From d4689ff4803240e76be04b3e5a3035204f225b62 Mon Sep 17 00:00:00 2001
From: =?UTF-8?q?Jaroslav=20=C5=A0karvada?= <jskarvad@redhat.com>
Date: Tue, 25 Nov 2014 17:58:37 +0100
Subject: [PATCH] Fixed format string vulnerability

  Resolves: rhbz#1167868
---
 graphviz-2.30.1-format-string.patch | 13 +++++++++++++
 graphviz.spec                       |  9 ++++++++-
 2 files changed, 21 insertions(+), 1 deletion(-)
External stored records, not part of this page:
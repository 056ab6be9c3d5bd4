//! Structs, methods, dynamic dispatch and a linked list

use std::hint::black_box;

struct SimpleClass {
    value: i64,
}

impl SimpleClass {
    fn new(value: i64) -> Self {
        Self { value }
    }

    fn get_value(&self) -> i64 {
        self.value
    }

    fn set_value(&mut self, value: i64) {
        self.value = value;
    }
}

struct TestClass {
    a: i64,
    b: i64,
}

impl TestClass {
    fn new(a: i64, b: i64) -> Self {
        Self { a, b }
    }

    fn compute(&self) -> i64 {
        self.a + self.b
    }
}

pub(crate) trait Speaker {
    fn name(&self) -> &str;

    fn speak(&self) -> String {
        format!("{} speaks", self.name())
    }
}

pub(crate) struct Parent {
    name: String,
}

impl Parent {
    pub(crate) fn new(name: &str) -> Self {
        Self {
            name: name.to_string(),
        }
    }
}

impl Speaker for Parent {
    fn name(&self) -> &str {
        &self.name
    }
}

pub(crate) struct Child {
    parent: Parent,
}

impl Child {
    pub(crate) fn new(name: &str) -> Self {
        Self {
            parent: Parent::new(name),
        }
    }
}

impl Speaker for Child {
    fn name(&self) -> &str {
        self.parent.name()
    }

    fn speak(&self) -> String {
        format!("{} speaks loudly", self.name())
    }
}

pub(crate) struct Node {
    value: i64,
    next: Option<Box<Node>>,
}

impl Node {
    pub(crate) fn new(value: i64) -> Self {
        Self { value, next: None }
    }

    /// Link `node` after this one and return it
    pub(crate) fn add_next(&mut self, node: Node) -> &mut Node {
        self.next.insert(Box::new(node))
    }

    /// Walk the chain from this node, returning the number of nodes visited
    pub(crate) fn traverse(&self) -> u64 {
        let mut sum_val = 0_i64;
        let mut current = Some(self);
        let mut count = 0;
        while let Some(node) = current {
            sum_val += node.value;
            current = node.next.as_deref();
            count += 1;
        }
        black_box(sum_val);
        count
    }
}

impl Drop for Node {
    // Unlink iteratively so long chains don't recurse on drop.
    fn drop(&mut self) {
        let mut next = self.next.take();
        while let Some(mut node) = next {
            next = node.next.take();
        }
    }
}

struct Calculator {
    value: i64,
}

impl Calculator {
    fn new() -> Self {
        Self { value: 0 }
    }

    fn add(&mut self, n: i64) {
        self.value = self.value.wrapping_add(n);
    }

    fn mul(&mut self, n: i64) {
        self.value = self.value.wrapping_mul(n);
    }

    fn get(&self) -> i64 {
        self.value
    }
}

pub(crate) struct Counter {
    value: i64,
}

impl Counter {
    pub(crate) fn new(start: i64) -> Self {
        Self { value: start }
    }

    pub(crate) fn increment(&mut self) {
        self.value += 1;
    }

    pub(crate) fn get_value(&self) -> i64 {
        self.value
    }
}

pub(crate) struct Controller {
    counter: Counter,
}

impl Controller {
    pub(crate) fn new() -> Self {
        Self {
            counter: Counter::new(0),
        }
    }

    pub(crate) fn update(&mut self) -> i64 {
        self.counter.increment();
        self.counter.get_value()
    }
}

pub(crate) fn compute(x: i64) -> i64 {
    if x < 0 {
        0
    } else if x > 100 {
        100
    } else {
        x * 2
    }
}

pub(crate) struct Processor {
    total: i64,
}

impl Processor {
    pub(crate) fn new() -> Self {
        Self { total: 0 }
    }

    pub(crate) fn process(&mut self, value: i64) {
        self.total += compute(value);
    }

    pub(crate) fn get_total(&self) -> i64 {
        self.total
    }
}

/// Setter and getter on one long-lived object
pub fn class_creation() -> u64 {
    let mut count = 0;
    let mut obj = SimpleClass::new(0);
    for i in 0..10000_i64 {
        black_box(&mut obj).set_value(i);
        let v = black_box(&obj).get_value();
        black_box(v);
        count += 2;
    }
    count
}

/// A fresh object per iteration
pub fn multiple_objects() -> u64 {
    let mut count = 0;
    for i in 0..1000_i64 {
        let obj = black_box(TestClass::new(i, i + 1));
        let result = obj.compute();
        black_box(result);
        count += 1;
    }
    count
}

/// Overridden trait method called through a trait object
pub fn inheritance() -> u64 {
    let mut count = 0;
    let child = Child::new("Child");
    let speaker: &dyn Speaker = black_box(&child);
    for _ in 0..10000 {
        let result = speaker.speak();
        black_box(result);
        count += 1;
    }
    count
}

/// Build a 1000-node chain, then walk it
pub fn linked_list() -> u64 {
    let mut count = 0;
    let mut head = Node::new(0);
    let mut current = &mut head;
    for i in 1..1000_i64 {
        current = current.add_next(Node::new(i));
        count += 1;
    }
    let traversed = head.traverse();
    count + traversed
}

/// Three mutating and reading methods per iteration
pub fn class_methods() -> u64 {
    let mut count = 0;
    let mut calc = Calculator::new();
    for _ in 0..10000 {
        let calc_ref = black_box(&mut calc);
        calc_ref.add(1);
        calc_ref.mul(2);
        let v = calc_ref.get();
        black_box(v);
        count += 3;
    }
    count
}

/// Method on an object that delegates to an owned object
pub fn nested_classes() -> u64 {
    let mut count = 0;
    let mut controller = Controller::new();
    for _ in 0..10000 {
        let v = black_box(&mut controller).update();
        black_box(v);
        count += 1;
    }
    count
}

/// Free function, struct method and accumulation together
pub fn combined() -> u64 {
    let mut count = 0;
    let mut processor = Processor::new();
    for i in 0..10000_i64 {
        black_box(&mut processor).process(compute(i));
        count += 1;
    }
    let total = processor.get_total();
    black_box(total);
    count + 1
}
 create mode 100644 graphviz-2.30.1-format-string.patch

diff --git a/graphviz-2.30.1-format-string.patch b/graphviz-2.30.1-format-string.patch
new file mode 100644
index 0000000..0b9070e
--- /dev/null
+++ b/graphviz-2.30.1-format-string.patch
@@ -0,0 +1,13 @@
+diff --git a/lib/cgraph/scan.l b/lib/cgraph/scan.l
+index 94e4c17..2255b59 100644
+--- a/lib/cgraph/scan.l
++++ b/lib/cgraph/scan.l
+@@ -224,7 +224,7 @@ void yyerror(char *str)
+ 	agxbput (&xb, buf);
+ 	agxbput (&xb, yytext);
+ 	agxbput (&xb,"'\n");
+-	agerr(AGWARN,agxbuse(&xb));
++	agerr(AGWARN, "%s", agxbuse(&xb));
+ 	agxbfree(&xb);
+ }
+ /* must be here to see flex's macro defns */
diff --git a/graphviz.spec b/graphviz.spec
index 548027f..8259a07 100644
--- a/graphviz.spec
+++ b/graphviz.spec
@@ -51,7 +51,7 @@
 Name:			graphviz
 Summary:		Graph Visualization Tools
 Version:		2.30.1
-Release:		12%{?dist}
+Release:		13%{?dist}
 Group:			Applications/Multimedia
 License:		EPL
 URL:			http://www.graphviz.org/
@@ -79,6 +79,8 @@ Patch11:		graphviz-2.30.1-man-fix.patch
 Patch12:		graphviz-2.30.1-CVE-2014-0978-CVE-2014-1235.patch
 # Fix chknum overflow (CVE-2014-1236)
 Patch13:		graphviz-2.30.1-CVE-2014-1236.patch
+# Backported from upstream
+Patch14:		graphviz-2.30.1-format-string.patch
 BuildRoot:		%{_tmppath}/%{name}-%{version}-%{release}-root-%(%{__id_u} -n)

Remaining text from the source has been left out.